■ **To do**
Tally the lines in the entries where the string "StorageFile" appears, and write only the total.

■ **Records shown**
Content starts
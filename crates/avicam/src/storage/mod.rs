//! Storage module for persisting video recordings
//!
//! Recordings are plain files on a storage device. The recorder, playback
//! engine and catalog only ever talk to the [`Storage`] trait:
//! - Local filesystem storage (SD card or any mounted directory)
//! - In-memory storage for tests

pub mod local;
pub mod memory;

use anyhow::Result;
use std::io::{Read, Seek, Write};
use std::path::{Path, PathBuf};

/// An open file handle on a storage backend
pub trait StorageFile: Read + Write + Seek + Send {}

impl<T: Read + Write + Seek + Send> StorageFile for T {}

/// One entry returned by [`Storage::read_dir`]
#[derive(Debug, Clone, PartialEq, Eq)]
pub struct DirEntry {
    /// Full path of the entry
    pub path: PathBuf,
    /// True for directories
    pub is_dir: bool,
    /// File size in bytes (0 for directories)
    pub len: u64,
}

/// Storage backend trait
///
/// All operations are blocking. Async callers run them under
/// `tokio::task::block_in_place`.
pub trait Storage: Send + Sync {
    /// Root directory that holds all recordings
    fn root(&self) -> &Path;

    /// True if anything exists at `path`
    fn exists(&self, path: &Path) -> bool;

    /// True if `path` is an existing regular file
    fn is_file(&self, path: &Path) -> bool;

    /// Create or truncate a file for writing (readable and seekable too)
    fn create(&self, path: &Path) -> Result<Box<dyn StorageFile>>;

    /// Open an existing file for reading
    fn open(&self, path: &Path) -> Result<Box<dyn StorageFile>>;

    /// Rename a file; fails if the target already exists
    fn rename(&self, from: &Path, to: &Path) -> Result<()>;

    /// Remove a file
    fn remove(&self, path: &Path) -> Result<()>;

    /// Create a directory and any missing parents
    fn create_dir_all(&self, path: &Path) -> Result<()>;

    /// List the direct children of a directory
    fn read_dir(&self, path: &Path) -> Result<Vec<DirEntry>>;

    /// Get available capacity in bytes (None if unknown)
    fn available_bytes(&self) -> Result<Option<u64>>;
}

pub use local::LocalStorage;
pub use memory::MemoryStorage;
Content ends
Content starts
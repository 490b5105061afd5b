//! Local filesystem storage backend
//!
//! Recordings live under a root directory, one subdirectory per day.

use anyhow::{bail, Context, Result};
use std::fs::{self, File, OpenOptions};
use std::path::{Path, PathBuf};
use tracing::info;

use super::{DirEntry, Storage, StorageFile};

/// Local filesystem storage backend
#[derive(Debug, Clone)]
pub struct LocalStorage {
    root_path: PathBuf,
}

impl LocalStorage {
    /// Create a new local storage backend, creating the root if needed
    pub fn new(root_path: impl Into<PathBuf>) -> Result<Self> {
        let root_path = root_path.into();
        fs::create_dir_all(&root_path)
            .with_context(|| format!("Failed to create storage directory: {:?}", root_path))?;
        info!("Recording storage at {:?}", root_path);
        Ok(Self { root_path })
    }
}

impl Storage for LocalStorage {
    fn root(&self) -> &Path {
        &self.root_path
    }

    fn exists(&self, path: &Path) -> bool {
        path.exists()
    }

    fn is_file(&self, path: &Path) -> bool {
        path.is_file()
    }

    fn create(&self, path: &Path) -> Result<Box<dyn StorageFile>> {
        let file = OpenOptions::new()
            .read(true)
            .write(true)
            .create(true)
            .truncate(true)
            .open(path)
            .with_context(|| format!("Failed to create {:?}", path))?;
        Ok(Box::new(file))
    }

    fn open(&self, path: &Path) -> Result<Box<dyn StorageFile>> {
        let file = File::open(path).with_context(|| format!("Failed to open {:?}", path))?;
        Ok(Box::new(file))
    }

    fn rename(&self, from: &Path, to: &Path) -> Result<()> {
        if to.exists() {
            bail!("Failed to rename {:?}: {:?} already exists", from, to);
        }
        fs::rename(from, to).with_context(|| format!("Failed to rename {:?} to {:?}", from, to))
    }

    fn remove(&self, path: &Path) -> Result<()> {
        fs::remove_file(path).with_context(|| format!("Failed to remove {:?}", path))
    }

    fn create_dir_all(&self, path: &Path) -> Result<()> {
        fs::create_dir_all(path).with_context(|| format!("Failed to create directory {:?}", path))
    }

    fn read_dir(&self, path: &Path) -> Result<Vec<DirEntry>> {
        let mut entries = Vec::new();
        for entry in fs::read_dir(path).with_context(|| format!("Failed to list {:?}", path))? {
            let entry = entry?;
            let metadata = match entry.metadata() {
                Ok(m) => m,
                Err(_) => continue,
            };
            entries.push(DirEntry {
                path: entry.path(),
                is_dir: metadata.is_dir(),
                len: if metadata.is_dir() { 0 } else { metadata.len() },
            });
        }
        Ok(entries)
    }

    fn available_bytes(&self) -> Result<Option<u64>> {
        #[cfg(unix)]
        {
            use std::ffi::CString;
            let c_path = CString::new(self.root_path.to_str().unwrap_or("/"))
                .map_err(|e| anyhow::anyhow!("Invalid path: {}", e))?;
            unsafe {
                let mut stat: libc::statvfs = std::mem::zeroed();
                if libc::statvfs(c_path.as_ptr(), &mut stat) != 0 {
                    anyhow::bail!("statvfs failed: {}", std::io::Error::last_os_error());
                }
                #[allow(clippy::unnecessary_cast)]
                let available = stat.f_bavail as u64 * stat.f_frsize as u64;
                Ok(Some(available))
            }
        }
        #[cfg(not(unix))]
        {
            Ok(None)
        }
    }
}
Content ends
Content starts
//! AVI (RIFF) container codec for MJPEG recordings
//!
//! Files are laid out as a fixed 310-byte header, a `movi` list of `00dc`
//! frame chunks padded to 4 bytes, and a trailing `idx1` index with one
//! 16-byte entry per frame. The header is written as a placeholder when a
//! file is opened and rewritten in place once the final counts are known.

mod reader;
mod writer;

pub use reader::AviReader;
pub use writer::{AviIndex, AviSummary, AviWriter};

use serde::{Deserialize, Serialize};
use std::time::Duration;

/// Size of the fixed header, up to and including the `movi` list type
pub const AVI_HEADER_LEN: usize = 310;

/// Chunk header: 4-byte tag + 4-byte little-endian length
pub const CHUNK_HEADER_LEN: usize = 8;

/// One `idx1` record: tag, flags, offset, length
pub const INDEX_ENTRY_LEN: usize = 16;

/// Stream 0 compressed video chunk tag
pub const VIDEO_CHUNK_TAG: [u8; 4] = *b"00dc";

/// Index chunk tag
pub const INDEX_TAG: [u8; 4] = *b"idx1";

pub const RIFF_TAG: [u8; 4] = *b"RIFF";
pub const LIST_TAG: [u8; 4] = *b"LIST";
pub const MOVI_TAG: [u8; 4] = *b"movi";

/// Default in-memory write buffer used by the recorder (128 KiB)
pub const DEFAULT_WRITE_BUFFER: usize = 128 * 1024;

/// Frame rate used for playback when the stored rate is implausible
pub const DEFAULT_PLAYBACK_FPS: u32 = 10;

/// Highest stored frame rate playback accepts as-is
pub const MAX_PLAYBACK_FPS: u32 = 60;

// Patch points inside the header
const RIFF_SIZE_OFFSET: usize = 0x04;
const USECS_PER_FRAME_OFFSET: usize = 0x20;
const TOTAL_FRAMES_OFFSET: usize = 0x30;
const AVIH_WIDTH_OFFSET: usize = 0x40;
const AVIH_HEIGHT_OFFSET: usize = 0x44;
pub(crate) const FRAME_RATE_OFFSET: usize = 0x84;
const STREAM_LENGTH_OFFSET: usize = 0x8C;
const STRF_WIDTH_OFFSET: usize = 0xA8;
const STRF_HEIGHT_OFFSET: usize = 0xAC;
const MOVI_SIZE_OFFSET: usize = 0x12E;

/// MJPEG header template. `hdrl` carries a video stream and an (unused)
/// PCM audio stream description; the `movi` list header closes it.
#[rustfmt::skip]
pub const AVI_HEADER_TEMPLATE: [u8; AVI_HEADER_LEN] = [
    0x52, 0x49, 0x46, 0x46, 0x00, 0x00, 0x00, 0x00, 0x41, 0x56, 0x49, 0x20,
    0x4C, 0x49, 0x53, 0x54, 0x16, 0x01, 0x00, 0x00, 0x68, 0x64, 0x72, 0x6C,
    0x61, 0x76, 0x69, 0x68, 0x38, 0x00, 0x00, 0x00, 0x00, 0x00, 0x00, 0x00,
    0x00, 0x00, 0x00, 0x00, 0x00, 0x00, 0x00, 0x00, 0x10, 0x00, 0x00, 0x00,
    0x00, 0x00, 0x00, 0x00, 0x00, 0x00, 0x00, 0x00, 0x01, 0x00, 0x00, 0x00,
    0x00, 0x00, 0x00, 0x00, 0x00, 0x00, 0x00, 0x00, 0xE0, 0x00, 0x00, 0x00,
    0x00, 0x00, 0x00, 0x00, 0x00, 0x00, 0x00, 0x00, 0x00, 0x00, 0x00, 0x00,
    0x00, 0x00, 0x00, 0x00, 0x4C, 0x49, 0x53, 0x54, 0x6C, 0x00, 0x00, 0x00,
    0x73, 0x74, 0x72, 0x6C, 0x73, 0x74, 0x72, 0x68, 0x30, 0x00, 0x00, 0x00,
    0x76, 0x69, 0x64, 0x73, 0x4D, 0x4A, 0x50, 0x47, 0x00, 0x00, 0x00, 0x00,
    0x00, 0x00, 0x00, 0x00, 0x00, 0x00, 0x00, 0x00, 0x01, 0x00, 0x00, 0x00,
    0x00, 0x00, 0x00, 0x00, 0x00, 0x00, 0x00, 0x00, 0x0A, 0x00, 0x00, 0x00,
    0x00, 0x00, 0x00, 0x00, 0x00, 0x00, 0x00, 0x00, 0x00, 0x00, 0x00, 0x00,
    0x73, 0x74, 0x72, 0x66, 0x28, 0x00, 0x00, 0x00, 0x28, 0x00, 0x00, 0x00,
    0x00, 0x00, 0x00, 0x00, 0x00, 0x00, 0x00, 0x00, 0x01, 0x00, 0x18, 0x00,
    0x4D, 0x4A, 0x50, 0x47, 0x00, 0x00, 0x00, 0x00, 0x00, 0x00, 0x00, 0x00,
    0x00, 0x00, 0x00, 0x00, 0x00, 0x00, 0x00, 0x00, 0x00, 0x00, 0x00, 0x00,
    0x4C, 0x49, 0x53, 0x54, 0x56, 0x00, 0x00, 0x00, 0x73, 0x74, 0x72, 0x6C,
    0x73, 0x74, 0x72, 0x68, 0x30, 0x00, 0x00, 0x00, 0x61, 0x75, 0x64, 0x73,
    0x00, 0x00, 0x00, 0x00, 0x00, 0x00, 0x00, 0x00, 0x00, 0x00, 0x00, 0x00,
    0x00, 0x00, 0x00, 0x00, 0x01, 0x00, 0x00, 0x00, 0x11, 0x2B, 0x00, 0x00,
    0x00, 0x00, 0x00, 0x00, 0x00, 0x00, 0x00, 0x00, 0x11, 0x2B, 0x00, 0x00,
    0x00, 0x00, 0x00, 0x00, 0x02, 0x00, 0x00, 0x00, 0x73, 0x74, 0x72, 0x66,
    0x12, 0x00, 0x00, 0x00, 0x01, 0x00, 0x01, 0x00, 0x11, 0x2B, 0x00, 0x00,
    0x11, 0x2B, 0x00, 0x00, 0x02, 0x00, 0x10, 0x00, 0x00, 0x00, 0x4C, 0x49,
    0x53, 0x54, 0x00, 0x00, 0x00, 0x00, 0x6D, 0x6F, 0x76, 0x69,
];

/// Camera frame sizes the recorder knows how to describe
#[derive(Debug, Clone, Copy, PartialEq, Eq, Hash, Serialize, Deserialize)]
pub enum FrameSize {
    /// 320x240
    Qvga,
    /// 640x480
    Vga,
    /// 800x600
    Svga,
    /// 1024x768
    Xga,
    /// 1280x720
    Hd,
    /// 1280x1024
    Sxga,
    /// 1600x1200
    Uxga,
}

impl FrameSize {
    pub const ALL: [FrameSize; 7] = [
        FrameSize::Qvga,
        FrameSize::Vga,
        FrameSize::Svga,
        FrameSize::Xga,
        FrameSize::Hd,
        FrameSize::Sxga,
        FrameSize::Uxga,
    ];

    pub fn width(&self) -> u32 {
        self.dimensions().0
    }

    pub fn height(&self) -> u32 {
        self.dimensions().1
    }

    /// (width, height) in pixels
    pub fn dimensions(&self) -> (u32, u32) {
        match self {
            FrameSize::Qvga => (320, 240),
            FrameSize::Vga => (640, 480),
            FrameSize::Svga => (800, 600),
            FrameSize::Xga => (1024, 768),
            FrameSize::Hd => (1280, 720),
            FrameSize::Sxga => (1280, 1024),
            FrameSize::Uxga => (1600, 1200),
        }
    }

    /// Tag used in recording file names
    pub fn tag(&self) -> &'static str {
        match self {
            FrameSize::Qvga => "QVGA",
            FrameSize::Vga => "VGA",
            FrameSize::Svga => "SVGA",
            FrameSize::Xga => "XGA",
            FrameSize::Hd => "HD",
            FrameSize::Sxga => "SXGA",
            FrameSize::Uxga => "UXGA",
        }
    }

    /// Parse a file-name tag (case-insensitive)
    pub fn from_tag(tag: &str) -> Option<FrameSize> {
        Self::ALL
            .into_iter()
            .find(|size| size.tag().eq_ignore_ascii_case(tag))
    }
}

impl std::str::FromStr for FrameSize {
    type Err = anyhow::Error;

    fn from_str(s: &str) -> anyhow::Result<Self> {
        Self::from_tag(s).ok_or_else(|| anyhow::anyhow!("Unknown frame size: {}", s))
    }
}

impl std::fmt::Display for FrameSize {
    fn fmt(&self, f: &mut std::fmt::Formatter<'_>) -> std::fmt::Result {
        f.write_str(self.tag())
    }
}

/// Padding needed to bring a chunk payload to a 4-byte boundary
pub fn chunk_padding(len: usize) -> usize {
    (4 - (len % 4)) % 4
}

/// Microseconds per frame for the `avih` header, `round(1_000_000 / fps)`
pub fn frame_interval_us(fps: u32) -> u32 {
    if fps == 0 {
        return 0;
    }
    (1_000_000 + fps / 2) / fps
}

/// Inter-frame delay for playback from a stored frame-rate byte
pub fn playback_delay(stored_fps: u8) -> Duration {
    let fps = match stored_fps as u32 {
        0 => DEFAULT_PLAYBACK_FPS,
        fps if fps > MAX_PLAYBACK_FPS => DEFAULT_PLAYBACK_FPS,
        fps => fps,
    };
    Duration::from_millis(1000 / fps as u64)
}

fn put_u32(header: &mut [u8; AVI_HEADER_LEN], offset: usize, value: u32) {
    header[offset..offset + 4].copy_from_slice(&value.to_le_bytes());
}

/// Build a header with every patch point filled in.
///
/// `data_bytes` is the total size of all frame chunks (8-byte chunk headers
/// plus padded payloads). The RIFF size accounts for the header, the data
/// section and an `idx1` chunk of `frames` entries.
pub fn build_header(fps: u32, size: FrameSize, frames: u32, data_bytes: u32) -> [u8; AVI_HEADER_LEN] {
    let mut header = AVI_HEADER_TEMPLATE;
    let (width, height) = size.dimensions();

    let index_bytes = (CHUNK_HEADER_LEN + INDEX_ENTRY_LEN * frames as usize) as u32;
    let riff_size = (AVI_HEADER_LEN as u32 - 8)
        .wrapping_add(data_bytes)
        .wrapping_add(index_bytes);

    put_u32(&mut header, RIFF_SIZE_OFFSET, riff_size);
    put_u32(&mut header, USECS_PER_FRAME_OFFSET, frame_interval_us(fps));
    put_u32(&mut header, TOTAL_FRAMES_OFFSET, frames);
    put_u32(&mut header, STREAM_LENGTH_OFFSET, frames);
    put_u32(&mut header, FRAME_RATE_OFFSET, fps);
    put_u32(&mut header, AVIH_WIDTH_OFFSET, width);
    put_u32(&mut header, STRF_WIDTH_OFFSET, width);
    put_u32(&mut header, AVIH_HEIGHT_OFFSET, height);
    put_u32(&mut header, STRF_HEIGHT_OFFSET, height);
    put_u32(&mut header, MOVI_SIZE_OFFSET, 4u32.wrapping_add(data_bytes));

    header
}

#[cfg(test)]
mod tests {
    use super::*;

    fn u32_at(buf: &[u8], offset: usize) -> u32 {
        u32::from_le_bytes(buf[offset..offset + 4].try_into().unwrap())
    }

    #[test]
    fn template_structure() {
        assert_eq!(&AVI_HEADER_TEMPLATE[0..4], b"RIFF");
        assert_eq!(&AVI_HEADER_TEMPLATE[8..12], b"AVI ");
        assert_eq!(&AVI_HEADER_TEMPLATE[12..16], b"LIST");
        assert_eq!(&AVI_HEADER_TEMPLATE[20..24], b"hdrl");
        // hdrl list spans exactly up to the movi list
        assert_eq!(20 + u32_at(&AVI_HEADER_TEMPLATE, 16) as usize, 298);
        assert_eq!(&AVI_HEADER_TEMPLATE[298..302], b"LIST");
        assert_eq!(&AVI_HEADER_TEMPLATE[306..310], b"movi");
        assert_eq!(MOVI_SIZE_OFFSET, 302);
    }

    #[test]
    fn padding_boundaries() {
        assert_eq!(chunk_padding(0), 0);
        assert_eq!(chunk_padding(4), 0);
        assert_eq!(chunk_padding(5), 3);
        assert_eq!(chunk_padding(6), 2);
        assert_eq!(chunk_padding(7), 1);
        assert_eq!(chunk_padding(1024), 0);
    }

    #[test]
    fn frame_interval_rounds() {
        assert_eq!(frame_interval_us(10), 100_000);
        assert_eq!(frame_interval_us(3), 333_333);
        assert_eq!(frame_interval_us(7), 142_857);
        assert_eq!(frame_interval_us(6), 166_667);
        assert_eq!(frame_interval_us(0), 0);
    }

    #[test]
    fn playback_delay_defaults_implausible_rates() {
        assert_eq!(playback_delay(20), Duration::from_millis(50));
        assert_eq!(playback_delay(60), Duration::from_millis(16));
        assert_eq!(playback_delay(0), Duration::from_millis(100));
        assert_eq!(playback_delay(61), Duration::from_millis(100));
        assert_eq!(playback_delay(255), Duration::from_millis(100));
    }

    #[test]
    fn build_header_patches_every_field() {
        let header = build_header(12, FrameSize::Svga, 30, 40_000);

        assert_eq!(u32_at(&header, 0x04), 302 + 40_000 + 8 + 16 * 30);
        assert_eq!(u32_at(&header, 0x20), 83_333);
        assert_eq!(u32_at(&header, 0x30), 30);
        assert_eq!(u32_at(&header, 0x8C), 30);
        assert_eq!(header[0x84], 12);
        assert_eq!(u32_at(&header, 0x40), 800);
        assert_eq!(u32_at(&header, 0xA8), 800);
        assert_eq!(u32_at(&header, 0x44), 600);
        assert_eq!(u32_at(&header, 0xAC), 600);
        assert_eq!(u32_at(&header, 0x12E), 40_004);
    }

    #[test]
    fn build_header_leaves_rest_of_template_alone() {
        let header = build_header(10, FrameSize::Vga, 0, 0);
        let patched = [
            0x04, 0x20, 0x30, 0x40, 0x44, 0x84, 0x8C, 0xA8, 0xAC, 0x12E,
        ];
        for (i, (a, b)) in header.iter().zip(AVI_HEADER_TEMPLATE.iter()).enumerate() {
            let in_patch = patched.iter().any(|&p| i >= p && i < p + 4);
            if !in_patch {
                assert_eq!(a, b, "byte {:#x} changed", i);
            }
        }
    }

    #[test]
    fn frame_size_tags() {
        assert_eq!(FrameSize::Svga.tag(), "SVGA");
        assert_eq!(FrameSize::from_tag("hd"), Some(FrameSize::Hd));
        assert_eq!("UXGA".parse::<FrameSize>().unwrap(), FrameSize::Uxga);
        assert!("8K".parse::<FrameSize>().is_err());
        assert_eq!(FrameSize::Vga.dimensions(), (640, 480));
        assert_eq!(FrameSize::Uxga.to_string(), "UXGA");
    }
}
Content ends
■ **Answer to this task**
7